Parsing strings containing diacritical marks (macros?)
The following works with the input described above.
\documentclass{article}
\usepackage{xparse}
\ExplSyntaxOn
\NewDocumentCommand{\getargs}{m}{
\get_args:n {#1}
}
\int_new:N \narg
\cs_new_protected:Npn \get_args:n #1 {
\seq_set_split:Nnn \l_tmpa_seq {~} {#1}
\seq_map_inline:Nn \l_tmpa_seq {
\int_incr:N \l_tmpa_int
\tl_set:cx {arg\int_to_roman:n {\l_tmpa_int}}{##1}
}
\int_set:Nn \narg {\l_tmpa_int}
\int_zero:N \l_tmpa_int
}
\ExplSyntaxOff
\begin{document}
\getargs{mein hut} \argi~\argii $<$NO PROBLEM\\
BUT PUT UMLAUT ON THE u AND IT BREAKS
\getargs{mein h\"ut} \argi~\argii
\end{document}
Here is a solution with no expansion, able to parse macros and groups {...}
:
\documentclass{article}
\makeatletter
\newcount\arg@index
\newtoks\code@toks
\def\getargsF#1{%
\arg@index=1
\code@toks{}%
\parse@i#1\parse@stop
}
\def\add@tok#1{\code@toks\expandafter{\the\code@toks#1}}
\def\parse@stop{\parse@stop}
\def\parse@i{\futurelet\nxttok\parse@ii}
\def\parse@ii{%
\ifx\nxttok\parse@stop \let\next@action\parse@stop@i
\else
\ifx\nxttok\@sptoken \let\next@action\read@space
\else
\ifx\nxttok\bgroup \let\next@action\read@bracearg
\else \let\next@action\testtoken
\fi
\fi
\fi
\next@action
}
\def\parse@stop@i\parse@stop{\assign@arg}
\expandafter\def\expandafter\read@space\space{%
\assign@arg
\advance\arg@index1
\code@toks{}%
\parse@i
}
\def\read@bracearg#1{%
\add@tok{{#1}}%
\parse@i
}
\def\testtoken#1{%
\if\noexpand~\noexpand#1%
\ifnum\catcode`#1=\active
\assign@arg
\advance\arg@index1
\code@toks{}%
\else
\add@tok{#1}%
\fi
\else
\add@tok{#1}%
\fi
\parse@i
}
\def\assign@arg{%
\expandafter\edef\csname arg\romannumeral\arg@index\endcsname{\the\code@toks}%
}
\makeatother
\begin{document}
\getargsF{abcd efgh~h\"ut}\argi\#\argii\#\argiii\#
\getargsF{maths $1+1=2$ \textbf{b\textit{ol}d} \^a\'i\'o~hardspc~end}\argi\#\argii\#\argiii\#\argiv\#\argv\#\argvi\#
\catcode`\~12
\getargsF{maths $1+1=2$ \textbf{b\textit{ol}d} \^a\'i\'o~hardspc~end}\argi\#\argii\#\argiii\#\argiv\#
\end{document}
which gives
Once you have expanded everything in the original input with \protected@edef
you really don't need to step through token by token which makes it hard to handle any kind of brace group or command taking arguments.
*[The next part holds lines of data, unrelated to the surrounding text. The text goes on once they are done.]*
use std::{error::Error, fmt};

/// The one error type the query core propagates. Every fallible operation
/// from page I/O up through the parser returns `Result<_, SmallError>`;
/// the `kind` tag lets callers distinguish fatal storage failures from
/// refusals that should simply print a diagnostic and let the caller
/// continue (parse errors, empty plans, conflicts).
#[derive(Debug, Clone, PartialEq, Eq)]
pub enum ErrorKind {
    Parse,
    Semantic,
    Plan,
    Storage,
    Conflict,
    Internal,
}

#[derive(Debug, Clone)]
pub struct SmallError {
    kind: ErrorKind,
    message: String,
}

impl SmallError {
    pub fn new(msg: &str) -> SmallError {
        SmallError {
            kind: ErrorKind::Internal,
            message: msg.to_string(),
        }
    }

    pub fn with_kind(kind: ErrorKind, msg: impl Into<String>) -> SmallError {
        SmallError {
            kind,
            message: msg.into(),
        }
    }

    pub fn parse(msg: impl Into<String>) -> SmallError {
        Self::with_kind(ErrorKind::Parse, msg)
    }

    pub fn semantic(msg: impl Into<String>) -> SmallError {
        Self::with_kind(ErrorKind::Semantic, msg)
    }

    pub fn plan(msg: impl Into<String>) -> SmallError {
        Self::with_kind(ErrorKind::Plan, msg)
    }

    pub fn storage(msg: impl Into<String>) -> SmallError {
        Self::with_kind(ErrorKind::Storage, msg)
    }

    pub fn conflict(msg: impl Into<String>) -> SmallError {
        Self::with_kind(ErrorKind::Conflict, msg)
    }

    pub fn kind(&self) -> &ErrorKind {
        &self.kind
    }

    pub fn message(&self) -> &str {
        &self.message
    }
}

impl fmt::Display for SmallError {
    fn fmt(&self, f: &mut fmt::Formatter) -> fmt::Result {
        write!(f, "{:?}: {}", self.kind, self.message)
    }
}

impl Error for SmallError {}

impl From<std::io::Error> for SmallError {
    fn from(e: std::io::Error) -> Self {
        SmallError::storage(e.to_string())
    }
}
This just scans with a delimited argument looking for spaces which is much simpler.
\documentclass{article}
\makeatletter
\def\string@end{$\SaveHardspace}
\def\converttilde{T}
\newcounter{arg@index}
\let\SaveHardspace~%%%
\def\getargsF#1{%
\if T\converttilde\def~{ }\fi
\protected@edef\the@string{#1}%
\setcounter{arg@index}{0}%
\lowercase{\expandafter\parse@Block\the@string} \string@end
\let~\SaveHardspace
}
\def\parse@Block#1 {%
\stepcounter{arg@index}%
\@namedef{arg\roman{arg@index}}{#1}%
\futurelet\tmp\parse@Block@}
\def\parse@Block@{%
\ifx\tmp\string@end\edef\narg{\thearg@index}\expandafter\@gobble
\else\expandafter\parse@Block\fi}
\makeatother
\begin{document}
\getargsF{mein hut} \argi~\argii~[\narg] $<$ NO PROBLEM
BUT PUT UMLAUT ON THE u AND IT BREAKS
\getargsF{mein h\"ut see} \argi~\argii~[\narg]
\end{document}